GM CEO Dan Akerson during a visit to China.

General Motors Chairman and CEO Dan Akerson is putting his money where his mouth is.  During a conference call with GM staff, the executive insisted all the turmoil the maker has been through will ultimately pay off – something he said he would back up by personally investing more than $500,000 to purchase 25,000 shares of the automaker’s stock.

Akerson used the call to address the many challenges that have faced the automaker in recent weeks, notably including the widely discussed ouster of GM’s global marketing chief Joel Ewanick.  The CEO appeared to confirm news reports that Ewanick was ousted for violating company rules – but Akerson also expressed serious frustration that the story had played out in the headlines thanks to a series of leaks.

He pointed to a news story that ran on the Bloomberg News service – and covered here on TheDetroitBureau.com – which he indicated was essentially “verbatim what happened.”

“We have to stop leaking in this company,” Akerson asserted during yesterday’s GM conference call. “It’s an act of treason.  It really is.”

Addressing those who leak inside information, as well as those who don’t “play by the rules,” Akerson said they “ought to work somewhere else.”

A former telecommunications executive who took over GM within a year of its July 2009 emergence from bankruptcy, Akerson has often shown a short fuse when it comes to those who don’t deliver for GM.  But his own performance has recently come under the spotlight.

Just last week, GM reported a slump in July sales and a sharp downturn in its second-quarter earnings.  Market share is off for the year to date.  And its stock is down to around $20, a roughly 40% decline from the price it debuted at during GM’s November 2010 IPO.

But the ouster of Ewanick has become a particularly embarrassing episode.  Akerson now has effectively  confirmed reported that the marketing czar was forced to “voluntarily” resign when it became clear he’d hidden the true cost of a sponsorship deal for British soccer team Manchester United.  The $559 million price tag well exceeded corporate guidelines, something Ewanick tried to get around by spreading the cost among several different marketing accounts.

(For more on the Ewanick story, Click Here.)

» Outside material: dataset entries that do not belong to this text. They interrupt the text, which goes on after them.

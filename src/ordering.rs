use std::cmp::Ordering;

use chrono::{Datelike, Duration, NaiveDate};
use serde::{Deserialize, Serialize};

use crate::error::{Error, Result};
use crate::models::{Category, TaskRecord};

/// Display order for tasks:
///
/// 1. dated before undated, then by date
/// 2. timed before untimed, then by time
/// 3. priority rank (high first)
/// 4. text, case-insensitive
///
/// Records identical on all of the above fall back to `id`.
pub fn compare(a: &TaskRecord, b: &TaskRecord) -> Ordering {
    present_first(&a.due_date, &b.due_date)
        .then_with(|| present_first(&a.due_time, &b.due_time))
        .then_with(|| a.priority.rank().cmp(&b.priority.rank()))
        .then_with(|| a.text.to_lowercase().cmp(&b.text.to_lowercase()))
        .then_with(|| a.id.cmp(&b.id))
}

/// `Some` sorts before `None`; two values compare naturally.
fn present_first<T: Ord>(a: &Option<T>, b: &Option<T>) -> Ordering {
    match (a, b) {
        (Some(a), Some(b)) => a.cmp(b),
        (Some(_), None) => Ordering::Less,
        (None, Some(_)) => Ordering::Greater,
        (None, None) => Ordering::Equal,
    }
}

pub fn sort_records(records: &mut [TaskRecord]) {
    records.sort_by(compare);
}

/// Date scope applied on top of category and search filtering.
#[derive(Debug, Clone, Copy, PartialEq, Eq, Default, Serialize, Deserialize)]
#[serde(rename_all = "lowercase")]
pub enum DateView {
    #[default]
    All,
    Daily,
    Weekly,
    Monthly,
}

impl DateView {
    pub fn as_str(&self) -> &'static str {
        match self {
            DateView::All => "all",
            DateView::Daily => "daily",
            DateView::Weekly => "weekly",
            DateView::Monthly => "monthly",
        }
    }

    /// Cycles all → daily → weekly → monthly → all.
    pub fn next(&self) -> Self {
        match self {
            DateView::All => DateView::Daily,
            DateView::Daily => DateView::Weekly,
            DateView::Weekly => DateView::Monthly,
            DateView::Monthly => DateView::All,
        }
    }

    /// Whether a due date falls inside this view relative to `today`.
    pub fn contains(&self, due_date: Option<NaiveDate>, today: NaiveDate) -> bool {
        match (self, due_date) {
            (DateView::All, _) => true,
            (_, None) => false,
            (DateView::Daily, Some(date)) => date == today,
            (DateView::Weekly, Some(date)) => {
                let (start, end) = week_bounds(today);
                date >= start && date <= end
            }
            (DateView::Monthly, Some(date)) => {
                date.year() == today.year() && date.month() == today.month()
            }
        }
    }
}

impl std::str::FromStr for DateView {
    type Err = Error;

    fn from_str(s: &str) -> Result<Self> {
        match s.trim().to_ascii_lowercase().as_str() {
            "all" | "" => Ok(DateView::All),
            "daily" | "day" | "today" => Ok(DateView::Daily),
            "weekly" | "week" => Ok(DateView::Weekly),
            "monthly" | "month" => Ok(DateView::Monthly),
            other => Err(Error::InvalidArgument(format!(
                "unknown date view '{other}', expected all, daily, weekly or monthly"
            ))),
        }
    }
}

/// Sunday through Saturday of the week containing `today`.
pub fn week_bounds(today: NaiveDate) -> (NaiveDate, NaiveDate) {
    let start = today - Duration::days(today.weekday().num_days_from_sunday() as i64);
    (start, start + Duration::days(6))
}

/// Active category, search text and date view.
#[derive(Debug, Clone, PartialEq)]
pub struct TaskFilter {
    pub category: Category,
    pub query: String,
    pub date_view: DateView,
    pub show_completed: bool,
}

impl Default for TaskFilter {
    fn default() -> Self {
        Self {
            category: Category::All,
            query: String::new(),
            date_view: DateView::All,
            show_completed: true,
        }
    }
}

impl TaskFilter {
    pub fn matches(&self, record: &TaskRecord, today: NaiveDate) -> bool {
        self.matches_category(record)
            && self.matches_query(record)
            && self.date_view.contains(record.due_date, today)
            && (self.show_completed || !record.completed)
    }

    fn matches_category(&self, record: &TaskRecord) -> bool {
        self.category == Category::All
            || record.category == self.category
            || record.category.is_uncategorized()
    }

    fn matches_query(&self, record: &TaskRecord) -> bool {
        let query = self.query.trim();
        query.is_empty() || record.text.to_lowercase().contains(&query.to_lowercase())
    }
}

/// The records to display: sorted, then narrowed by `filter`. Recomputed in
/// full on every call.
pub fn visible(records: &[TaskRecord], filter: &TaskFilter, today: NaiveDate) -> Vec<TaskRecord> {
    let mut shown: Vec<TaskRecord> = records
        .iter()
        .filter(|r| filter.matches(r, today))
        .cloned()
        .collect();
    sort_records(&mut shown);
    shown
}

But it’s not just Ewanick ignoring the rules, Akerson stressed during the conference call.  He also noted how some employees made a video of the inside of a new GM truck and then posted it online, something he said “helps the competition.”

(Ironically, details of the executive’s comments became available through transcripts and recordings of the call later given to journalists.)

Akerson said GM will now circulate a document, dubbed “Winning with Integrity,” that employees will be required to sign.

Suggesting his frustration with the challenges he’s faced trying to change GM, Akerson lamented the fact that the global automaker operated as if it were a collection of small “fiefdoms.”  Stressing the need to change the long-standing corporate culture, Akerson declared, “We’ve got to get this company and its corporate culture into the 21st Century.”

And that means GM has got to continue to bring in “change agents,” as Ewanick was intended to be, said Akerson.

Despite his readily apparent frustrations, Akerson tried to put a positive spin on the situation at GM by noting his own stock purchase.  The executive purchased 25,000 shares at $20.35 each, for a total of $508,750.  Akerson already owned almost 250,000 shares.